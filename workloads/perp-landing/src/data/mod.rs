//! Static page content.

mod content;

pub use content::*;
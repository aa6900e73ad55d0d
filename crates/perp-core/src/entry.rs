//! Waitlist records.

use serde::{Deserialize, Serialize};

/// A single captured email address.
///
/// Uniqueness is the remote collection's concern; the client sends
/// whatever the visitor typed.
#[derive(Debug, Clone, PartialEq, Eq, Serialize, Deserialize)]
pub struct WaitlistEntry {
    pub email: String,
}

impl WaitlistEntry {
    pub fn new(email: impl Into<String>) -> Self {
        Self {
            email: email.into(),
        }
    }
}

#[cfg(test)]
mod tests {
    use super::*;

    #[test]
    fn test_entry_json_shape() {
        let entry = WaitlistEntry::new("a@b.com");
        assert_eq!(
            serde_json::to_value(&entry).unwrap(),
            serde_json::json!({ "email": "a@b.com" })
        );
    }
}
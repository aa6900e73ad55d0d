//! The remote collection seam.

use async_trait::async_trait;

use crate::entry::WaitlistEntry;
use crate::error::StoreError;

/// A remote collection that durably records waitlist entries.
///
/// Logically `INSERT INTO waitlist (email) VALUES (?)`. Implementations are
/// created once at startup from explicit configuration and handed to
/// [`crate::WaitlistForm`]; there is no global client.
#[async_trait]
pub trait WaitlistStore: Send + Sync {
    /// Persist one entry. `Ok` means the store acknowledged the write.
    async fn insert(&self, entry: &WaitlistEntry) -> Result<(), StoreError>;
}
//! Core of the Perfx landing page: the waitlist submission flow.
//!
//! This crate provides:
//! - `WaitlistEntry` - The record written to the remote collection
//! - `WaitlistStore` - Seam for the remote collection write
//! - `WaitlistForm` - Submission state machine with a single-flight guard
//! - `BackendConfig` / `LandingConfig` - Environment and file configuration

mod config;
mod entry;
mod error;
mod flow;
mod store;

pub use config::*;
pub use entry::*;
pub use error::*;
pub use flow::*;
pub use store::*;
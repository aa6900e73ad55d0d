//! Render the landing page.

use anyhow::{Context as _, Result};
use perp_core::SubmissionState;
use perp_landing::{render_page, LandingContent};

use super::RenderArgs;
use crate::context::Context;

/// Run the render command.
pub async fn run(args: RenderArgs, ctx: &Context) -> Result<()> {
    let html = render_page(
        &ctx.config.page,
        &LandingContent::default(),
        &SubmissionState::default(),
    );

    match args.out {
        Some(out) => {
            let path = ctx.resolve_path(&out);
            std::fs::write(&path, &html)
                .with_context(|| format!("Failed to write {}", path.display()))?;
            ctx.output.wrote_page(&path, html.len());
        }
        None => println!("{}", html),
    }

    Ok(())
}

#[cfg(test)]
mod tests {
    use super::*;

    #[tokio::test]
    async fn test_render_writes_page_relative_to_cwd() {
        let ctx = Context::for_tests();
        let name = format!("perp-render-{}.html", ctx.logger.session_id());

        run(RenderArgs { out: Some(name.clone()) }, &ctx).await.unwrap();

        let path = ctx.cwd.join(&name);
        let html = std::fs::read_to_string(&path).unwrap();
        assert!(html.starts_with("<!DOCTYPE html>"));
        assert!(html.contains(r#"data-phase="idle""#));
        std::fs::remove_file(path).unwrap();
    }
}
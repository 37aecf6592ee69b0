//! Reference-counted callback tables allocated by the bridge
//!
//! The library counts references to every table it is given, including the
//! ones the embedder implements. A table is a `#[repr(C)]` allocation that
//! starts with the function table; the count and per-table state follow it,
//! so the pointer the library sees is also the allocation's address.

use crate::marshaller::{Marshaller, TableKey};
use cef_sys::{cef_base_ref_counted_t, CefApi, CefBase};
use std::os::raw::c_int;
use std::sync::atomic::{fence, AtomicUsize, Ordering};
use std::sync::Arc;

/// State carried alongside a table
pub(crate) trait TableState: Send + Sync + 'static {
    /// Runs once, when the last reference is released and before the
    /// allocation is freed
    fn released(&self, key: TableKey);
}

#[repr(C)]
pub(crate) struct RefCountedTable<T, S> {
    raw: T,
    refs: AtomicUsize,
    state: S,
}

impl<T: CefBase, S: TableState> RefCountedTable<T, S> {
    /// Base header whose slots manage this allocation
    pub(crate) fn base() -> cef_base_ref_counted_t {
        cef_base_ref_counted_t {
            size: std::mem::size_of::<T>(),
            add_ref: add_ref::<T, S>,
            release: release::<T, S>,
            has_one_ref: has_one_ref::<T, S>,
        }
    }

    /// Allocate a table holding one reference, owned by the caller
    ///
    /// `raw.base` must come from [`Self::base`].
    pub(crate) fn allocate(raw: T, state: S) -> *mut T {
        let table = Box::new(Self {
            raw,
            refs: AtomicUsize::new(1),
            state,
        });
        Box::into_raw(table).cast()
    }

    /// State of a live table
    ///
    /// # Safety
    ///
    /// `ptr` must come from [`Self::allocate`] with these exact type
    /// parameters and still hold a reference.
    pub(crate) unsafe fn state<'a>(ptr: *mut T) -> &'a S {
        &(*ptr.cast::<Self>()).state
    }
}

unsafe extern "C" fn add_ref<T: CefBase, S: TableState>(base: *mut cef_base_ref_counted_t) {
    let table = &*base.cast::<RefCountedTable<T, S>>();
    table.refs.fetch_add(1, Ordering::Relaxed);
}

unsafe extern "C" fn release<T: CefBase, S: TableState>(
    base: *mut cef_base_ref_counted_t,
) -> c_int {
    let table = base.cast::<RefCountedTable<T, S>>();
    if (*table).refs.fetch_sub(1, Ordering::Release) != 1 {
        return 0;
    }
    fence(Ordering::Acquire);
    let table = Box::from_raw(table);
    table.state.released(base as TableKey);
    drop(table);
    1
}

unsafe extern "C" fn has_one_ref<T: CefBase, S: TableState>(
    base: *mut cef_base_ref_counted_t,
) -> c_int {
    let table = &*base.cast::<RefCountedTable<T, S>>();
    c_int::from(table.refs.load(Ordering::Acquire) == 1)
}

/// Take a reference to any counted table
///
/// # Safety
///
/// `ptr` must be live.
pub(crate) unsafe fn retain<T: CefBase>(ptr: *mut T) {
    let base = T::base_ptr(ptr);
    ((*base).add_ref)(base);
}

/// Drop a reference to any counted table
///
/// # Safety
///
/// `ptr` must be live and the caller must own the reference it releases.
pub(crate) unsafe fn release_ref<T: CefBase>(ptr: *mut T) {
    let base = T::base_ptr(ptr);
    ((*base).release)(base);
}

/// State of a handler table: where to find its host, and the library
/// functions to convert arguments with
pub(crate) struct HandlerState<H: ?Sized> {
    pub(crate) registry: Arc<Marshaller<H>>,
    pub(crate) api: Arc<CefApi>,
}

impl<H: ?Sized> HandlerState<H> {
    pub(crate) fn new(registry: &Arc<Marshaller<H>>, api: &Arc<CefApi>) -> Self {
        Self {
            registry: Arc::clone(registry),
            api: Arc::clone(api),
        }
    }
}

impl<H: ?Sized + Send + Sync + 'static> TableState for HandlerState<H> {
    fn released(&self, key: TableKey) {
        self.registry.unregister(key);
    }
}
//! String and URL marshalling
//!
//! Three ownership shapes cross the boundary:
//! - borrowed `*const cef_string_t` arguments, decoded in place
//! - `cef_string_userfree_t` results, decoded then freed on every path
//! - out-parameters, overwritten with a library-allocated copy
//!
//! A null string is absent (`None`); a non-null empty string is `Some("")`.
//! URLs go through the same path and are then parsed, so an empty URL is a
//! parse failure rather than an absent one.

use crate::error::BridgeResult;
use cef_sys::{cef_string_t, cef_string_userfree_t, char16, CefApi};
use url::Url;

/// UTF-16 encode `value`
pub fn encode(value: &str) -> Vec<char16> {
    value.encode_utf16().collect()
}

/// A Rust-owned string lent to the library for the duration of a call
///
/// The library only reads borrowed `*const cef_string_t` arguments, so the
/// view carries no destructor and the buffer is freed by Rust.
pub struct CefStringBuf {
    units: Vec<char16>,
    raw: cef_string_t,
}

impl CefStringBuf {
    pub fn new(value: &str) -> Self {
        let mut units = encode(value);
        let raw = cef_string_t {
            str_: units.as_mut_ptr(),
            length: units.len(),
            dtor: None,
        };
        Self { units, raw }
    }

    /// Pointer valid for as long as `self` is neither moved nor dropped
    pub fn as_ptr(&self) -> *const cef_string_t {
        &self.raw
    }

    pub fn len(&self) -> usize {
        self.units.len()
    }

    pub fn is_empty(&self) -> bool {
        self.units.is_empty()
    }
}

impl std::fmt::Debug for CefStringBuf {
    fn fmt(&self, f: &mut std::fmt::Formatter<'_>) -> std::fmt::Result {
        f.debug_tuple("CefStringBuf")
            .field(&String::from_utf16_lossy(&self.units))
            .finish()
    }
}

/// Pointer for an optional argument; null for `None`
pub fn opt_ptr(value: Option<&CefStringBuf>) -> *const cef_string_t {
    value.map_or(std::ptr::null(), CefStringBuf::as_ptr)
}

/// Code units of a non-null string
///
/// # Safety
///
/// `s` must point to a valid string.
unsafe fn units<'a>(s: *const cef_string_t) -> &'a [char16] {
    let s = &*s;
    if s.str_.is_null() || s.length == 0 {
        &[]
    } else {
        std::slice::from_raw_parts(s.str_, s.length)
    }
}

/// Decode a borrowed string
///
/// # Safety
///
/// `s` must be null or point to a valid string.
pub unsafe fn decode(s: *const cef_string_t) -> BridgeResult<Option<String>> {
    if s.is_null() {
        return Ok(None);
    }
    Ok(Some(String::from_utf16(units(s))?))
}

/// Decode and parse a borrowed URL string
///
/// # Safety
///
/// `s` must be null or point to a valid string.
pub unsafe fn decode_url(s: *const cef_string_t) -> BridgeResult<Option<Url>> {
    parse_url(decode(s)?)
}

/// Parse an optional URL; `None` stays `None`
pub fn parse_url(value: Option<String>) -> BridgeResult<Option<Url>> {
    Ok(value.map(|v| Url::parse(&v)).transpose()?)
}

/// Frees a userfree string when dropped
struct Userfree<'a> {
    api: &'a CefApi,
    ptr: cef_string_userfree_t,
}

impl Drop for Userfree<'_> {
    fn drop(&mut self) {
        unsafe { (self.api.string_userfree_utf16_free)(self.ptr) }
    }
}

/// Decode a userfree result and free it, whether or not decoding succeeds
///
/// # Safety
///
/// `ptr` must be null or a userfree string not freed elsewhere.
pub unsafe fn take_string(api: &CefApi, ptr: cef_string_userfree_t) -> BridgeResult<Option<String>> {
    if ptr.is_null() {
        return Ok(None);
    }
    let guard = Userfree { api, ptr };
    decode(guard.ptr)
}

/// Decode a userfree URL result and free it
///
/// # Safety
///
/// Same as [`take_string`].
pub unsafe fn take_url(api: &CefApi, ptr: cef_string_userfree_t) -> BridgeResult<Option<Url>> {
    parse_url(take_string(api, ptr)?)
}

/// Overwrite an out-parameter with a library-owned copy of `value`
///
/// Any previous contents are released by the library first.
///
/// # Safety
///
/// `out` must point to a valid, writable string.
pub unsafe fn write_string(api: &CefApi, out: *mut cef_string_t, value: &str) -> bool {
    let units = encode(value);
    (api.string_utf16_set)(units.as_ptr(), units.len(), out, 1) != 0
}

/// A string value the library fills in, cleared on drop
pub(crate) struct ScopedString<'a> {
    api: &'a CefApi,
    raw: cef_string_t,
}

impl<'a> ScopedString<'a> {
    pub(crate) fn new(api: &'a CefApi) -> Self {
        Self {
            api,
            raw: cef_string_t::empty(),
        }
    }

    pub(crate) fn as_mut_ptr(&mut self) -> *mut cef_string_t {
        &mut self.raw
    }

    pub(crate) fn decode(&self) -> BridgeResult<String> {
        Ok(String::from_utf16(unsafe { units(&self.raw) })?)
    }
}

impl Drop for ScopedString<'_> {
    fn drop(&mut self) {
        unsafe { (self.api.string_utf16_clear)(&mut self.raw) }
    }
}

#[cfg(test)]
mod tests {
    use super::*;
    use crate::error::BridgeError;
    use cef_testkit::{userfree, userfree_units, LeakCheck, TestString};
    use pretty_assertions::assert_eq;

    #[test]
    fn test_buf_is_borrowed_view() {
        let buf = CefStringBuf::new("héllo");
        let raw = unsafe { &*buf.as_ptr() };
        assert_eq!(raw.length, 5);
        assert!(raw.dtor.is_none());
        assert_eq!(unsafe { decode(buf.as_ptr()) }.unwrap().as_deref(), Some("héllo"));
    }

    #[test]
    fn test_null_and_empty_are_distinct() {
        let api = cef_testkit::api();
        let check = LeakCheck::new();
        unsafe {
            assert_eq!(take_string(&api, std::ptr::null_mut()).unwrap(), None);
            assert_eq!(take_string(&api, userfree("")).unwrap(), Some(String::new()));
        }
        check.assert_clean();
    }

    #[test]
    fn test_userfree_freed_on_decode_error() {
        let api = cef_testkit::api();
        let check = LeakCheck::new();
        let result = unsafe { take_string(&api, userfree_units(&[0x61, 0xD800])) };
        assert!(matches!(result, Err(BridgeError::InvalidUtf16(_))));
        check.assert_clean();
    }

    #[test]
    fn test_url_tri_state() {
        let api = cef_testkit::api();
        let check = LeakCheck::new();
        unsafe {
            assert_eq!(take_url(&api, std::ptr::null_mut()).unwrap(), None);
            assert!(matches!(
                take_url(&api, userfree("")),
                Err(BridgeError::MalformedUrl(_))
            ));
            assert_eq!(
                take_url(&api, userfree("https://example.com/a")).unwrap(),
                Some(Url::parse("https://example.com/a").unwrap())
            );
        }
        check.assert_clean();
    }

    #[test]
    fn test_write_string_replaces_out_param() {
        let api = cef_testkit::api();
        let check = LeakCheck::new();
        let mut out = TestString::new("https://old.example/");
        assert!(unsafe { write_string(&api, out.as_mut_ptr(), "https://example.com/x") });
        assert_eq!(out.value(), "https://example.com/x");
        drop(out);
        check.assert_clean();
    }

    #[test]
    fn test_scoped_string_clears() {
        let api = cef_testkit::api();
        let check = LeakCheck::new();
        {
            let mut scoped = ScopedString::new(&api);
            unsafe { write_string(&api, scoped.as_mut_ptr(), "value") };
            assert_eq!(scoped.decode().unwrap(), "value");
        }
        check.assert_clean();
    }

    #[test]
    fn test_opt_ptr() {
        let buf = CefStringBuf::new("x");
        assert!(opt_ptr(None).is_null());
        assert_eq!(opt_ptr(Some(&buf)), buf.as_ptr());
    }
}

************

◆ Assignment
From the listing, reproduce every line where the word "BridgeResult" is present.

◆ Exercise answer
use crate::error::BridgeResult;
pub unsafe fn decode(s: *const cef_string_t) -> BridgeResult<Option<String>> {
pub unsafe fn decode_url(s: *const cef_string_t) -> BridgeResult<Option<Url>> {
pub fn parse_url(value: Option<String>) -> BridgeResult<Option<Url>> {
pub unsafe fn take_string(api: &CefApi, ptr: cef_string_userfree_t) -> BridgeResult<Option<String>> {
pub unsafe fn take_url(api: &CefApi, ptr: cef_string_userfree_t) -> BridgeResult<Option<Url>> {
    pub(crate) fn decode(&self) -> BridgeResult<String> {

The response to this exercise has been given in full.